- Opening Delimiter -

//! Genome definition and collection-of-collections
//!
//! A [`TrackContents`] is an ordered mapping from genome region to
//! [`TrackCollection`], one entry per region known to the genome,
//! including empty entries for regions absent from the underlying data.
//! Contents are immutable inputs to operations; operations allocate brand
//! new contents as output.

use crate::core::collection::{TrackCollection, ValueKind};
use crate::core::error::{Result, TrackOpError};
use crate::core::format::TrackFormat;

/// One region of a genome, usually a whole chromosome
#[derive(Debug, Clone, PartialEq, Eq, Hash)]
pub struct GenomeRegion {
    pub chrom: String,
    pub start: u64,
    pub end: u64,
}

impl GenomeRegion {
    /// A region spanning a chromosome from zero to its length
    pub fn chromosome(chrom: impl Into<String>, length: u64) -> Self {
        GenomeRegion {
            chrom: chrom.into(),
            start: 0,
            end: length,
        }
    }
}

impl std::fmt::Display for GenomeRegion {
    fn fmt(&self, f: &mut std::fmt::Formatter<'_>) -> std::fmt::Result {
        write!(f, "{}:{}-{}", self.chrom, self.start, self.end)
    }
}

/// A named, ordered set of genome regions
#[derive(Debug, Clone, PartialEq, Eq)]
pub struct Genome {
    name: String,
    regions: Vec<GenomeRegion>,
}

impl Genome {
    pub fn new(name: impl Into<String>, regions: Vec<GenomeRegion>) -> Self {
        Genome {
            name: name.into(),
            regions,
        }
    }

    pub fn name(&self) -> &str {
        &self.name
    }

    pub fn regions(&self) -> &[GenomeRegion] {
        &self.regions
    }

    pub fn region(&self, chrom: &str) -> Option<&GenomeRegion> {
        self.regions.iter().find(|r| r.chrom == chrom)
    }
}

/// Per-chromosome collections of one track, keyed by genome region
///
/// Carries the producer-declared format descriptor and `allow_overlap`
/// flag; neither is re-derived from the data.
#[derive(Debug, Clone, PartialEq)]
pub struct TrackContents {
    genome: Genome,
    format: TrackFormat,
    allow_overlap: bool,
    entries: Vec<(GenomeRegion, TrackCollection)>,
    template: TrackCollection,
}

impl TrackContents {
    /// Build contents from per-region collections
    ///
    /// Regions of the genome missing from `collections` get an
    /// empty-but-present entry. Every collection is validated against the
    /// declared format, and strand presence, weight presence and value
    /// kind must be uniform across regions.
    pub fn new(
        genome: Genome,
        format: TrackFormat,
        allow_overlap: bool,
        collections: Vec<(GenomeRegion, TrackCollection)>,
    ) -> Result<Self> {
        let template = collections
            .first()
            .map(|(_, c)| c.empty_like())
            .unwrap_or_else(|| TrackCollection::empty_for(format));

        let mut provided: Vec<(GenomeRegion, TrackCollection)> = collections;
        let mut entries = Vec::with_capacity(genome.regions().len());
        for region in genome.regions() {
            let found = provided.iter().position(|(r, _)| r == region);
            let collection = match found {
                Some(pos) => provided.remove(pos).1,
                None => template.clone(),
            };
            entries.push((region.clone(), collection));
        }
        // Entries outside the genome definition are kept in given order.
        entries.extend(provided);

        let contents = TrackContents {
            genome,
            format,
            allow_overlap,
            entries,
            template,
        };
        contents.validate()?;
        Ok(contents)
    }

    fn validate(&self) -> Result<()> {
        let stranded = self.template.strands().is_some();
        let weighted = self.template.weights().is_some();
        let value_kind = self.template.values().map(|v| v.kind());
        for (region, collection) in &self.entries {
            let mismatch = |column: &'static str| TrackOpError::ColumnPresenceMismatch {
                region: region.to_string(),
                column,
            };
            if collection.ends().is_some() != self.format.is_segmented() {
                return Err(mismatch("ends"));
            }
            if collection.values().is_some() != self.format.has_values() {
                return Err(mismatch("values"));
            }
            if collection.ids().is_some() != self.format.has_links()
                || collection.edges().is_some() != self.format.has_links()
            {
                return Err(mismatch("ids"));
            }
            if collection.strands().is_some() != stranded {
                return Err(mismatch("strands"));
            }
            if collection.weights().is_some() != weighted {
                return Err(mismatch("weights"));
            }
            if collection.values().map(|v| v.kind()) != value_kind {
                return Err(mismatch("values"));
            }
        }
        Ok(())
    }

    pub fn genome(&self) -> &Genome {
        &self.genome
    }

    pub fn format(&self) -> TrackFormat {
        self.format
    }

    pub fn allow_overlap(&self) -> bool {
        self.allow_overlap
    }

    /// Whether this track carries a strand column
    pub fn stranded(&self) -> bool {
        self.template.strands().is_some()
    }

    /// Kind of the value column, if the format carries one
    pub fn value_kind(&self) -> Option<ValueKind> {
        self.template.values().map(|v| v.kind())
    }

    pub fn entries(&self) -> &[(GenomeRegion, TrackCollection)] {
        &self.entries
    }

    pub fn regions(&self) -> impl Iterator<Item = &GenomeRegion> {
        self.entries.iter().map(|(r, _)| r)
    }

    /// Collection of one chromosome, if the region is known
    pub fn collection(&self, chrom: &str) -> Option<&TrackCollection> {
        self.entries
            .iter()
            .find(|(r, _)| r.chrom == chrom)
            .map(|(_, c)| c)
    }

    /// First region's collection; fails on contents with zero regions
    pub fn first_collection(&self) -> Result<&TrackCollection> {
        self.entries
            .first()
            .map(|(_, c)| c)
            .ok_or(TrackOpError::EmptyContents)
    }

    /// An empty collection with this track's column presence
    pub fn empty_collection(&self) -> TrackCollection {
        self.template.clone()
    }

    /// Total number of elements across all regions
    pub fn num_elements(&self) -> usize {
        self.entries.iter().map(|(_, c)| c.len()).sum()
    }
}
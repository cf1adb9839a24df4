//! Utilities (line normalization, timestamp formatting).

pub mod time;

pub use time::format_timestamp;

#[cfg(windows)]
pub const LINE_ENDING: &str = "\r\n";
#[cfg(not(windows))]
pub const LINE_ENDING: &str = "\n";

/// Split a block of text into trimmed, non-blank lines.
///
/// Indentation from inline templates is dropped so the written file starts at column zero.
pub fn string_to_lines(text: &str) -> Vec<&str> {
    text.lines()
        .map(str::trim)
        .filter(|l| !l.is_empty())
        .collect()
}

/// Join lines with the platform line ending, terminating the last one too.
pub fn join_lines(lines: &[&str]) -> String {
    let mut out = String::new();
    for line in lines {
        out.push_str(line);
        out.push_str(LINE_ENDING);
    }
    out
}

#[cfg(test)]
mod tests {
    use super::*;

    #[test]
    fn test_string_to_lines_trims_and_drops_blanks() {
        let text = "\n    \\begin{axis}[\n      grid=major,\n\n    ]\n   ";
        assert_eq!(string_to_lines(text), vec!["\\begin{axis}[", "grid=major,", "]"]);
    }

    #[test]
    fn test_join_lines_terminates_every_line() {
        let joined = join_lines(&["a", "b"]);
        assert_eq!(joined, format!("a{LINE_ENDING}b{LINE_ENDING}"));
        assert_eq!(join_lines(&[]), "");
    }
}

- Closing Delimiter -

■ **YOUR OBJECTIVE**:
Which of the lines above hold the string "find"? Pick each of them out.

■ **RESPONSE**:
        self.regions.iter().find(|r| r.chrom == chrom)
            .find(|(r, _)| r.chrom == chrom)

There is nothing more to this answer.